Ask an AI to make you a 3D model and, depending on the service you use, the results can be genuinely decent at best and utterly awful at worst. The tools made to turn text into 3D models that have floated around for a few years often make a vaguely correct sculpture that looks fine in a preview but doesn't actually work on a geometric level. It may not have clean dimensions, it might not be editable, and half the time it might not even be a geometrically valid object.
The better way to do this doesn't involve generating a shape at all, as language models are bad at picturing objects in space. However, they're quite good at writing code, so instead of asking for a model, you ask for a program that builds one. The model writes a script, the script produces the geometry, and you get a part with real measurements that you can actually change.
I spent some time doing exactly that, designing 3D printable parts with Claude Opus 4.8 and GPT-5.5. I had both models create OpenSCAD files, comparing the outputs at the end to see what was accurate, what wasn't accurate, and if the model would even theoretically print. It works surprisingly well... but it's also wrong a lot, and sometimes in ways that look mostly fine until you stop and think about them.

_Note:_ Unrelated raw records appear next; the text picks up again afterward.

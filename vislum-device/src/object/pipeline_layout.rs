use vislum_cache::{Cached, Fingerprint};

use crate::{
    backend::DeviceBackend,
    error::{DeviceError, DeviceResult},
    object::BindGroupLayout,
};

/// A pipeline layout, described by the cached bind group layouts it is made of.
///
/// Nested layouts are recorded by their content keys, so two descriptors that
/// name the same layouts fingerprint the same.
#[derive(Fingerprint)]
pub struct PipelineLayoutDescriptor<B: DeviceBackend> {
    #[fingerprint(objects)]
    bind_group_layouts: Vec<BindGroupLayout<B>>,
}

impl<B: DeviceBackend> PipelineLayoutDescriptor<B> {
    pub fn new(bind_group_layouts: impl IntoIterator<Item = BindGroupLayout<B>>) -> Self {
        Self {
            bind_group_layouts: bind_group_layouts.into_iter().collect(),
        }
    }

    #[inline]
    pub fn bind_group_layouts(&self) -> &[BindGroupLayout<B>] {
        &self.bind_group_layouts
    }

    pub(crate) fn validate(&self, limits: &wgpu::Limits) -> DeviceResult<()> {
        if self.bind_group_layouts.len() > limits.max_bind_groups as usize {
            return Err(DeviceError::validation(format!(
                "{} bind groups exceed the limit of {}",
                self.bind_group_layouts.len(),
                limits.max_bind_groups
            )));
        }

        Ok(())
    }
}

impl<B: DeviceBackend> Clone for PipelineLayoutDescriptor<B> {
    fn clone(&self) -> Self {
        Self {
            bind_group_layouts: self.bind_group_layouts.clone(),
        }
    }
}

impl<B: DeviceBackend> PartialEq for PipelineLayoutDescriptor<B> {
    fn eq(&self, other: &Self) -> bool {
        self.bind_group_layouts == other.bind_group_layouts
    }
}

impl<B: DeviceBackend> Eq for PipelineLayoutDescriptor<B> {}

impl<B: DeviceBackend> std::fmt::Debug for PipelineLayoutDescriptor<B> {
    fn fmt(&self, f: &mut std::fmt::Formatter<'_>) -> std::fmt::Result {
        f.debug_struct("PipelineLayoutDescriptor")
            .field("bind_group_layouts", &self.bind_group_layouts)
            .finish()
    }
}

pub type PipelineLayout<B> =
    Cached<PipelineLayoutDescriptor<B>, <B as DeviceBackend>::PipelineLayout>;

LLMs can't picture a 3D shape, but they can write the code for one
It gets you started
OpenSCAD is a programming language for 3D shapes. You describe a part in code, with variables like wall = 2 or angle = 65, and it compiles that into a 3D object. That suits a language model perfectly, because a design becomes a text file it can write, read, and edit like any other program.
The beauty of it is that everything stays parametric. You can change a number near the top of the file and the part resizes around it, which means you can hand the model a real measurement and have the design rebuild itself to match. If you design a holder for a 66mm device, it becomes a holder for a 90mm one by editing a single line.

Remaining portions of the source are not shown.